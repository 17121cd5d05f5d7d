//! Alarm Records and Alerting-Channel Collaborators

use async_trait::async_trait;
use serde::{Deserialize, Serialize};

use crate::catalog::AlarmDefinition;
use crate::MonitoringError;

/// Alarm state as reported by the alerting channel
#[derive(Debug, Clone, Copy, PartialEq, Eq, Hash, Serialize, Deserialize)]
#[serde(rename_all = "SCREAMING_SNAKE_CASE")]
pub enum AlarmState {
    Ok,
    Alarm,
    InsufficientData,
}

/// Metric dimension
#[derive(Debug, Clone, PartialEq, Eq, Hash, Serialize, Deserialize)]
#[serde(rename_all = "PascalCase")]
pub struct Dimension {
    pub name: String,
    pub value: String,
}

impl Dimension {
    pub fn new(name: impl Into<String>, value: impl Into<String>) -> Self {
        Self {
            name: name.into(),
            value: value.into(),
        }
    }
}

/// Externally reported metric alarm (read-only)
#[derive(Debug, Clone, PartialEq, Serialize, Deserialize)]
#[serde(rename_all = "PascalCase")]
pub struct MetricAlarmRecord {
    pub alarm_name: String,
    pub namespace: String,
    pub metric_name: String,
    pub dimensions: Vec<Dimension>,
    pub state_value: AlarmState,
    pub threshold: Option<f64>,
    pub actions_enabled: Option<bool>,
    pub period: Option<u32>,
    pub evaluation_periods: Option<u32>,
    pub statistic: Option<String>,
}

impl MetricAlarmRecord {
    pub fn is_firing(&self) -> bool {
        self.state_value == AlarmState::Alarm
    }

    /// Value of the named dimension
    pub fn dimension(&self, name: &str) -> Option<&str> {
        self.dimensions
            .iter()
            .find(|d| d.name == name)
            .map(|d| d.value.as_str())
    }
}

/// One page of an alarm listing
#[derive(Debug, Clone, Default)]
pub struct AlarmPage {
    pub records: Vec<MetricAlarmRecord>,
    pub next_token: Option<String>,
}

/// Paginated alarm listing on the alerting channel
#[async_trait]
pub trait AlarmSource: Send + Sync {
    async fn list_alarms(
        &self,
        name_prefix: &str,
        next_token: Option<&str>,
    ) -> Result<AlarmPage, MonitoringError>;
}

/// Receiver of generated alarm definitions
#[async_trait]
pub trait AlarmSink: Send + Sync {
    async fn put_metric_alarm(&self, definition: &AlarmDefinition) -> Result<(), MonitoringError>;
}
◆ ◆ ◆ ◆ ◆
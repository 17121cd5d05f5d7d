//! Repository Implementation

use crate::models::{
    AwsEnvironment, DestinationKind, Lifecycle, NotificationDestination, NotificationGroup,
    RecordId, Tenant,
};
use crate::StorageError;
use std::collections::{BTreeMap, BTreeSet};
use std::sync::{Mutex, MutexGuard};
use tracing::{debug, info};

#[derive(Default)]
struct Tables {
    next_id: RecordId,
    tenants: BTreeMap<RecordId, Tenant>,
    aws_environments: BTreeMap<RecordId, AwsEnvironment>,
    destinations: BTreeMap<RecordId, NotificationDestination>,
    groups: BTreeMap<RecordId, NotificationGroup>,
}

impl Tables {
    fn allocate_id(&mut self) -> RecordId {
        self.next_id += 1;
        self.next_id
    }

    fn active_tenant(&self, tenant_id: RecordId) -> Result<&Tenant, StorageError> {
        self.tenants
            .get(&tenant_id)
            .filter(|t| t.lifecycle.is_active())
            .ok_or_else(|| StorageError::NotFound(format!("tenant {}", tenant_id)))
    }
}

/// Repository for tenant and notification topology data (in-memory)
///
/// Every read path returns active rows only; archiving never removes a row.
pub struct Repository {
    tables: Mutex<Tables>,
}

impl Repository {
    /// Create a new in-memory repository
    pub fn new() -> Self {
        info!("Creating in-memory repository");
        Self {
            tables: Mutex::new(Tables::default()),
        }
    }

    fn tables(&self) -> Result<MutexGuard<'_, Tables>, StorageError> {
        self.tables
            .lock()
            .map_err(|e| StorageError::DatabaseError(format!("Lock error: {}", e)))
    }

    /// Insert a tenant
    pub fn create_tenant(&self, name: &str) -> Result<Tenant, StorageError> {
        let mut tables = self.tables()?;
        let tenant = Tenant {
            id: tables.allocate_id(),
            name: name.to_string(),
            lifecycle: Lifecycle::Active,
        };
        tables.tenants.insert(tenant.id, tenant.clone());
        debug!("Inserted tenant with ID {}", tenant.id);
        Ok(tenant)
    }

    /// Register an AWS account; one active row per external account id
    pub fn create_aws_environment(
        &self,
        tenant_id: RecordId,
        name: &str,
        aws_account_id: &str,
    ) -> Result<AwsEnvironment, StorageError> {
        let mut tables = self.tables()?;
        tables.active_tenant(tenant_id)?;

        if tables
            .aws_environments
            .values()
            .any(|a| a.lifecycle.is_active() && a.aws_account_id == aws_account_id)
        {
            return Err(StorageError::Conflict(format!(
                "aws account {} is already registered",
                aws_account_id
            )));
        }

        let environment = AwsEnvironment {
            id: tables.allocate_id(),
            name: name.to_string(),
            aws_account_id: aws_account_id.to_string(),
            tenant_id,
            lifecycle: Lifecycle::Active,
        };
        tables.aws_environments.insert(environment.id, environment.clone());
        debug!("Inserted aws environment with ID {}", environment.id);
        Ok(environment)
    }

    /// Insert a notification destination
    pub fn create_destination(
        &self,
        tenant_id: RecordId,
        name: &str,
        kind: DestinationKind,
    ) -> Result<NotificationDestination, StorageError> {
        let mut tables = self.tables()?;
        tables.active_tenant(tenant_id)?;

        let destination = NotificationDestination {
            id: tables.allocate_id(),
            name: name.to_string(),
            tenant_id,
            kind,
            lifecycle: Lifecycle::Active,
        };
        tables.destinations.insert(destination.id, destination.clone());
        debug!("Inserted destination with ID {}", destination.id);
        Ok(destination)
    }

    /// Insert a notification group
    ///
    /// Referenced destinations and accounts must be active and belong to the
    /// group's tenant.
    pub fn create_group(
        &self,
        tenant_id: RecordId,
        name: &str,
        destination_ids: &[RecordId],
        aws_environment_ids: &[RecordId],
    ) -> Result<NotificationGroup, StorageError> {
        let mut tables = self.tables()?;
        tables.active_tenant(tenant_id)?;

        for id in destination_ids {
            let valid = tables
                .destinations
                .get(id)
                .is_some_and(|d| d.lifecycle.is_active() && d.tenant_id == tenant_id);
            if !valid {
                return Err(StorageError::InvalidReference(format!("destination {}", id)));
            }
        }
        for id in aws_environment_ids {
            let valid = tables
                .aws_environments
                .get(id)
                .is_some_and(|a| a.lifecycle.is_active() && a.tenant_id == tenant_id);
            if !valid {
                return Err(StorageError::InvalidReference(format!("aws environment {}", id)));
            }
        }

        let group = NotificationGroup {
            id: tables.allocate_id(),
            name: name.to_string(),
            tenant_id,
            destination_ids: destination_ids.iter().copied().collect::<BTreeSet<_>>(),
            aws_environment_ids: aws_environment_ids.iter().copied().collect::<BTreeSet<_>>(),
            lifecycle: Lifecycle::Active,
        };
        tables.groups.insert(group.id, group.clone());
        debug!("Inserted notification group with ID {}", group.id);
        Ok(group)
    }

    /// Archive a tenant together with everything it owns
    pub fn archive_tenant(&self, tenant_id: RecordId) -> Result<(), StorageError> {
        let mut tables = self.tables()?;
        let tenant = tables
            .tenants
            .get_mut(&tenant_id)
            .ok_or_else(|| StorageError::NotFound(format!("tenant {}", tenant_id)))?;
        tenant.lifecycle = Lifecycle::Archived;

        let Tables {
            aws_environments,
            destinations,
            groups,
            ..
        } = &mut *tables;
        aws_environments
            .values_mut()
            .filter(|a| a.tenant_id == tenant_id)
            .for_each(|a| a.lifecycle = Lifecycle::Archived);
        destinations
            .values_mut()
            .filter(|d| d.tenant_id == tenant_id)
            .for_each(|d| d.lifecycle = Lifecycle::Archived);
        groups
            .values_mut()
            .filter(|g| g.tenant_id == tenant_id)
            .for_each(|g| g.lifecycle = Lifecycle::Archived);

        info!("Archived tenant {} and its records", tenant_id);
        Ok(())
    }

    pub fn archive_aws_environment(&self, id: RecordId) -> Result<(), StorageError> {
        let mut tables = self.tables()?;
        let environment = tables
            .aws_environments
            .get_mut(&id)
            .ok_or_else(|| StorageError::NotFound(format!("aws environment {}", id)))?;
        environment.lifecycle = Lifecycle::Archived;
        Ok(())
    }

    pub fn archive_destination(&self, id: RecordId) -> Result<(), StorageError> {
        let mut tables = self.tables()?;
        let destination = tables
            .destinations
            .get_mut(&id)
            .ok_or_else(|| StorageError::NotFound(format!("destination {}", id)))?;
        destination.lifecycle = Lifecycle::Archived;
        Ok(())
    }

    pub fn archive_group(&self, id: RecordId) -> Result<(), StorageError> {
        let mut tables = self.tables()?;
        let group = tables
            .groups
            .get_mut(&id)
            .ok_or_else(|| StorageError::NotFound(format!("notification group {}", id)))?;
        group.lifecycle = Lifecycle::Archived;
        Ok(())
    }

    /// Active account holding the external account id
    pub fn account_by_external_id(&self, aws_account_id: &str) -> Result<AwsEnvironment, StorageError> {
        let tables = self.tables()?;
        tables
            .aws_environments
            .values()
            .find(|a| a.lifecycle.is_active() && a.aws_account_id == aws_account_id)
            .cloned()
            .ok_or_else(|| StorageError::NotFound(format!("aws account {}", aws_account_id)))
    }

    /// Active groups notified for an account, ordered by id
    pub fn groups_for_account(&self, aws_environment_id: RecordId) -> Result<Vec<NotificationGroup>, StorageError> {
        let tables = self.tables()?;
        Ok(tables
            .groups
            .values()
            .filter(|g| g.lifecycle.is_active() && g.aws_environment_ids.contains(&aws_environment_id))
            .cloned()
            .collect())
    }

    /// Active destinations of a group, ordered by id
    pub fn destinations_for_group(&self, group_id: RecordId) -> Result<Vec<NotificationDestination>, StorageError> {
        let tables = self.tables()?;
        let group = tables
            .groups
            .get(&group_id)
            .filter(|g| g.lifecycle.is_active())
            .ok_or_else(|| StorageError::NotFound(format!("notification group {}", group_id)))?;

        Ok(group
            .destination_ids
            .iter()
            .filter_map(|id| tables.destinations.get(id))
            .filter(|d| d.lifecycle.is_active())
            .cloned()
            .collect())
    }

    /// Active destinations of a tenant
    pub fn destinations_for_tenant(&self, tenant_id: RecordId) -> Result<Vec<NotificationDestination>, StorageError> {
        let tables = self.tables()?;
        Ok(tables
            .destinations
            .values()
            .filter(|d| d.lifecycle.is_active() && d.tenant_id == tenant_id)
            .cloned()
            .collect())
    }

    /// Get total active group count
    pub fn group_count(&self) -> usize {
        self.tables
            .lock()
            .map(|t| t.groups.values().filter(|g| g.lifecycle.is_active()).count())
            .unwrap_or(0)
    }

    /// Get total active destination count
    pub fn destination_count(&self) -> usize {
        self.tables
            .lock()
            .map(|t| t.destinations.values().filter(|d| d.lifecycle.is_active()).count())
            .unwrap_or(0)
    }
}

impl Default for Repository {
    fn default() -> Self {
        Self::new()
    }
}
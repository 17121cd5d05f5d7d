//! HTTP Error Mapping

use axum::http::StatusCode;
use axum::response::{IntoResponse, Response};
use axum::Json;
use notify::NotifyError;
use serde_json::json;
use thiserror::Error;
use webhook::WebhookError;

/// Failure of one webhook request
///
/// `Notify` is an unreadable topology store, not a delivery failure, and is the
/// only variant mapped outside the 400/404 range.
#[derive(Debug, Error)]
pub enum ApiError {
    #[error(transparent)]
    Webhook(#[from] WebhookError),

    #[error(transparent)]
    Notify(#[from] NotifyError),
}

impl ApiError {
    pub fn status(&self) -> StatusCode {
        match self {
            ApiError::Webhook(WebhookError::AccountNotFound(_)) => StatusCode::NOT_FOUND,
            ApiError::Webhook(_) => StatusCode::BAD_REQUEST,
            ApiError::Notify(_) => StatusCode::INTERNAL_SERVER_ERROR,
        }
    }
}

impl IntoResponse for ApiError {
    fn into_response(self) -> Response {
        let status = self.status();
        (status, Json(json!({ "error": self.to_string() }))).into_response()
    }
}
◆ ◆ ◆ ◆ ◆
Where a line of the material above holds the string "StatusCode", copy that line.

- **Reply**
use axum::http::StatusCode;
    pub fn status(&self) -> StatusCode {
            ApiError::Webhook(WebhookError::AccountNotFound(_)) => StatusCode::NOT_FOUND,
            ApiError::Webhook(_) => StatusCode::BAD_REQUEST,
            ApiError::Notify(_) => StatusCode::INTERNAL_SERVER_ERROR,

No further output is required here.